The impact that this has on our nighttime economy, and the workers who fuel it, is staggering. If San Francisco wants to have world-class nightlife, we’re going to need world class late-night transportation and we’ve got a long way to go before that happens.
Fortunately, we now have more than just horror stories from people who go out for fun or work between the hours of midnight and 6am to back up our need to keep trains and busses running later. This past week, the city’s Late Night Transportation Working Group, which I’m proud to be a member of, released its report on the state of the Bay Area’s nighttime transit.
The report yielded some pretty disappointing findings – here are a few:
— People taking late-night trips (there are 250,000 of them every day in San Francisco) are more than twice as likely to drive alone as people traveling during the daytime. A pretty sad statistic for a city that’s trying to get cars off the road.
— A survey of 3,000 people showed that 90% of respondents said BART being closed between midnight and 5am affects their travel choices. Unfortunately for these many folks, the new tube that BART says is necessary to run all night is “30-50 years off” despite growing political will to get it built.
— The majority of San Franciscans, according to the survey, often or sometimes chose not to travel at night because it feels unsafe. Nearly 70% of women who responded said this as opposed to 50% of men.
This last finding is particularly disturbing for me. As someone who loves this city, especially after dark, I hate that so many San Franciscans aren’t taking advantage of all we have to offer because they’re afraid to go out. As someone who owns a bar, I’d love for us to have enough safe and available nighttime transportation that on any given night, half of our potential customers weren’t choosing to stay home.
More important to me, however, is the safety of my employees who have to get home from work at 2 or 3 in the morning. San Francisco’s nighttime economy employs 60,000 people and those people, unlike the ones noted in the survey, don’t have a choice of whether or not to be travelling between midnight and 5am.
People refer to late night workers at bars, restaurants and other businesses as human ATMs because they’re alone on the street oftentimes with cash tips on them. These workers are targeted for violent muggings far too often. Expecting them to shell out $100 a week taking cabs or car shares is not a solution – particularly not for the low-income workers who make up the majority of the late-night workforce.
As a city we have a responsibility to make sure that our workers are able to get home from work between 9pm and 5am just as safely as people who work a regular 9-5.

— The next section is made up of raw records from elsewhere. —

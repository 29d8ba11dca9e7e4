//! 估计策略
//!
//! 流水线本身不关心速度如何计算：它只负责把采样交给策略对象、
//! 在有新数据时向策略要一个组合估计。策略以泛型参数注入引擎（静态分发）。

use crate::config::EngineConfig;
use crate::tracker::{TrackerUpdate, WheelSnapshot, WheelTracker};
use crate::types::{EncoderSample, OdometrySample, WheelSide};
use tracing::debug;

/// 估计策略接口
///
/// 所有方法都在引擎的共享锁内被调用：`process` 由对应侧的输入线程调用，
/// `combine` 由估计线程调用，因此 `combine` 看到的两侧状态总是一致的快照。
pub trait Estimator: Send + 'static {
    /// 处理一侧的新采样
    fn process(&mut self, side: WheelSide, sample: EncoderSample) -> TrackerUpdate;

    /// 尝试组合出一个里程计估计
    ///
    /// 返回 `None` 表示本轮没有可发布的估计（冷启动、单侧数据、无新数据等），这不是错误。
    fn combine(&mut self) -> Option<OdometrySample>;

    /// 单轮状态快照
    fn wheel(&self, side: WheelSide) -> WheelSnapshot;
}

/// 差速底盘估计器（默认策略）
///
/// # 发布策略
///
/// - 两侧都已计算出速度才可组合（只有一个基准采样的一侧不参与）
/// - `speed = (left + right) / 2`，`timestamp = max(left.ts, right.ts)`
/// - 只有自上次 `combine` 以来至少一侧速度有更新时才产生估计，不会重复发布同一个估计
/// - 设置了 `max_skew_periods` 时，两侧最近更新时间之差不得超过
///   `max_skew_periods × 采样周期`（周期取两侧最近一次采样间隔的较大者）。
///   一侧漏掉一个或多个周期而另一侧持续更新时，这些周期不产生输出；
///   两侧各自健康但存在相位差时，偏差小于一个周期，正常发布
///
/// # Example
///
/// ```
/// use odom_engine::{DifferentialEstimator, EncoderSample, Estimator, Timestamp, WheelSide};
///
/// let mut estimator = DifferentialEstimator::new(300);
/// for i in 0..2 {
///     let sample = EncoderSample::new(i, Timestamp::new(i as u32, 0));
///     estimator.process(WheelSide::Left, sample);
///     estimator.process(WheelSide::Right, sample);
/// }
/// let odom = estimator.combine().unwrap();
/// assert!((odom.speed - 1.0 / 300.0).abs() < 1e-6);
/// assert!(estimator.combine().is_none()); // 没有新数据
/// ```
#[derive(Debug, Clone)]
pub struct DifferentialEstimator {
    wheels: [WheelTracker; 2],
    ticks_per_meter: f64,
    max_skew_periods: Option<f64>,
    /// 上次 `combine` 时两侧更新次数之和
    combined_generation: u64,
}

impl DifferentialEstimator {
    /// 默认最大轮间偏差（采样周期数）
    pub const DEFAULT_MAX_SKEW_PERIODS: f64 = 0.75;

    /// 创建估计器（`ticks_per_meter` 必须为正）
    pub fn new(ticks_per_meter: u32) -> Self {
        Self {
            wheels: [WheelTracker::new(), WheelTracker::new()],
            ticks_per_meter: f64::from(ticks_per_meter),
            max_skew_periods: Some(Self::DEFAULT_MAX_SKEW_PERIODS),
            combined_generation: 0,
        }
    }

    pub fn from_config(config: &EngineConfig) -> Self {
        Self::new(config.ticks_per_meter).with_max_skew_periods(config.max_skew_periods())
    }

    /// 设置最大轮间偏差（采样周期数），`None` 关闭陈旧检查
    pub fn with_max_skew_periods(mut self, max_skew_periods: Option<f64>) -> Self {
        self.max_skew_periods = max_skew_periods;
        self
    }

    pub fn ticks_per_meter(&self) -> f64 {
        self.ticks_per_meter
    }

    pub fn tracker(&self, side: WheelSide) -> &WheelTracker {
        &self.wheels[side.index()]
    }

    fn generation(&self) -> u64 {
        self.wheels.iter().map(WheelTracker::updates).sum()
    }
}

impl Estimator for DifferentialEstimator {
    fn process(&mut self, side: WheelSide, sample: EncoderSample) -> TrackerUpdate {
        self.wheels[side.index()].update(sample, self.ticks_per_meter)
    }

    fn combine(&mut self) -> Option<OdometrySample> {
        let [left, right] = &self.wheels;
        let (left_speed, right_speed) = (left.speed()?, right.speed()?);
        let (left_ts, right_ts) = (left.last_timestamp()?, right.last_timestamp()?);
        let (left_period, right_period) = (left.period()?, right.period()?);

        let generation = self.generation();
        if generation == self.combined_generation {
            return None;
        }
        self.combined_generation = generation;

        if let Some(max_periods) = self.max_skew_periods {
            let skew = left_ts.abs_diff(right_ts);
            let period = left_period.max(right_period);
            if skew.as_secs_f64() > period.as_secs_f64() * max_periods {
                debug!(
                    left = %left_ts,
                    right = %right_ts,
                    ?skew,
                    ?period,
                    "suppressing odometry estimate: stale wheel"
                );
                return None;
            }
        }

        Some(OdometrySample {
            speed: (left_speed + right_speed) / 2.0,
            timestamp: left_ts.max(right_ts),
        })
    }

    fn wheel(&self, side: WheelSide) -> WheelSnapshot {
        self.wheels[side.index()].snapshot(self.ticks_per_meter)
    }
}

It’s only February but David Campos may have already coined San Francisco’s term of the year in the op-ed/economics 101 lesson that he wrote for Wednesday’s Examiner. The phrase ‘let them eat cake development,’ which he used in reference to supporters of luxury housing who thing that building condos for millionaires will somehow make rents affordable for the rest of us, is as spot on as it is clever. Campos then drops the mic as he takes on the cake-peddlers saying “Think about it this way: if there were a bread shortage in San Francisco and the cost of bread skyrocketed, no amount of fancy cake would fix the bread market.”
As if right on cue, we learned that San Francisco is being served its biggest piece of cake yet in the form of a $49 million penthouse that is currently being constructed atop the Lumina tower. The list price is a full $10 million higher than the next most expensive house on the market in San Francisco. For reference, $49 million would buy you 1,071,038 whole tres leches cakes from Dianda’s on Mission Street, which is about how many cakes it would take for me or any other average San Franciscan to feel that they got adequately trickled down on from the sale of a $49 million condo.